The US Senate has approved a $2.2 trillion bailout bill, while the UK has announced its own worth $400bn. Many however argue that the sums, large as they are, may not be enough.
American senators have pushed through the largest rescue package in US history, worth over $2.2 trillion.
The sum, which dwarfs the $800 billion bailout following the 2008 recession, is aimed at mitigating the impact of the Covid-19 pandemic.
There are currently more than 470,000 confirmed cases of the coronavirus globally, with more than 21,000 deaths.
The virus is believed to have originated in animals sold at a wet market in the Chinese region of Wuhan.
Businesses and the workers they employ have been hit hard by the disease as customers stay at home to protect themselves from the disease. In many areas across the globe, non-essential retailers have been asked to close as part of shutdowns.
Like workers elsewhere, those in the US face the prospect of job losses in the near future, as firms’ liquidity dries up.
“The gears of the American economy have ground to a halt,” said Senate minority leader Chuck Schumer.
The American bailout, like ones in the UK and other Western economies, is primarily aimed at ensuring cash flow throughout the crisis.
Businesses and state governments will benefit from a $500 billion fund, which will give them access to loans and grants to keep tiding over.
An additional $367 billion will be earmarked for smaller businesses to cover company payroll.
The package also includes direct aid for individuals - most American adults will receive one time payments of $1,200 under the bailout, with an additional $500 for each child.
Unemployment protections were also increased to $600 a week over a maximum four-month period.
Officials in the UK have not gone as far as implementing direct payouts to individual citizens, but have guaranteed 80 percent of salary for workers not able to attend their jobs.
The US payouts came after intense debate between Democrats and Republicans, with some among the latter, arguing that generous unemployment protections would disincentivise work.
On Twitter, veteran Republican Senator Lindsey Graham wrote: “Only in Senator @BernieSanders world does it make sense to pay people more NOT to work than TO work.
Adding: “I am all for making peoples salaries whole. However, I am not for increasing people’s salary through the unemployment insurance system.”

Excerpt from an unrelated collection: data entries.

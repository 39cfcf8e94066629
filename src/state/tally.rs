use crate::state::CrawlPhase;
use crate::CalendarError;
use chrono::NaiveDate;

/// Per-crawl counters and phase
///
/// Each crawl owns its tally, so concurrent crawls never share counters.
/// `total_entries` only ever grows and counts genuinely new stored entries.
#[derive(Debug, Clone)]
pub struct CrawlTally {
    phase: CrawlPhase,

    /// New entries stored across the whole crawl
    total_entries: u64,

    /// New entries stored for the month in progress
    month_entries: u64,

    /// Months started so far
    months_visited: u32,

    /// Labels of months whose listing could not be processed
    failed_months: Vec<String>,
}

impl CrawlTally {
    pub fn new() -> Self {
        Self {
            phase: CrawlPhase::Idle,
            total_entries: 0,
            month_entries: 0,
            months_visited: 0,
            failed_months: Vec::new(),
        }
    }

    pub fn phase(&self) -> CrawlPhase {
        self.phase
    }

    pub fn total_entries(&self) -> u64 {
        self.total_entries
    }

    pub fn month_entries(&self) -> u64 {
        self.month_entries
    }

    pub fn months_visited(&self) -> u32 {
        self.months_visited
    }

    pub fn failed_months(&self) -> &[String] {
        &self.failed_months
    }

    /// Enters the month starting at `month_start` and resets the month counter
    pub fn begin_month(&mut self, month_start: NaiveDate) -> Result<(), CalendarError> {
        self.transition(CrawlPhase::Running(month_start))?;
        self.month_entries = 0;
        self.months_visited += 1;
        Ok(())
    }

    /// Counts one newly stored entry in the current month
    pub fn record_new_entry(&mut self) {
        self.month_entries += 1;
        self.total_entries += 1;
    }

    /// Remembers that a month's listing failed
    pub fn record_month_failure(&mut self, label: impl Into<String>) {
        self.failed_months.push(label.into());
    }

    /// Marks the crawl complete
    pub fn finish(&mut self) -> Result<(), CalendarError> {
        self.transition(CrawlPhase::Complete)
    }

    fn transition(&mut self, next: CrawlPhase) -> Result<(), CalendarError> {
        if !self.phase.can_transition_to(&next) {
            return Err(CalendarError::InvalidTransition {
                from: self.phase,
                to: next,
            });
        }
        self.phase = next;
        Ok(())
    }
}

impl Default for CrawlTally {
    fn default() -> Self {
        Self::new()
    }
}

Many critics pointed out that his concerns about workers misusing aid did not extend to corporations.
Too little, too late?
Concerns about the bailout packages introduced by governments in western states centre on whether all those in need are being reached and whether the amounts on offer are enough in the long term.
In the UK, for instance, there is still little guidance on what help is available for those in self-employment.
With the ongoing lockdown, a self-employed plumber for example, will not be able to go about his work and will only be entitled to general unemployment benefits during the quarantine period, which may take weeks to pay out.
Those concerns are not limited to just the UK, as more people draw on state resources to stay afloat, the state’s disbursement systems will be under immense strain.
Speaking to Foreign Policy magazine, Columbia University’s Nobel Prize winning economist Joseph Stiglitz spelt out these challenges for the US government.
“I worry if we have the capacity to deliver checks to everybody in two weeks, or two months. I also worry whether the unemployment insurance system is capable of expanding tenfold in two weeks,” he said.
The economist highlighted further measures governments could take to ensure the most vulnerable are not hardest hit. These include stopping all evictions on rented properties and foreclosures on those that are owned by their residents. He also suggested freezing interest accruals on debts.
Stiglitz argues that debt obligation rather than cashflow is the real predator hiding in the bushes, and that only by addressing the issue can the US and wider global economy avoid the economic depression brought on by Covid-19.
The 2008 financial crisis began when subprime mortgage borrowers in the US were unable to keep up with debt repayments, bringing down that market and others heavily dependent on it.
The lockdown brought on by Covid-19, as well as the cost in terms of people getting sick, could trigger precisely the debt time-bomb lawmakers are trying to avoid.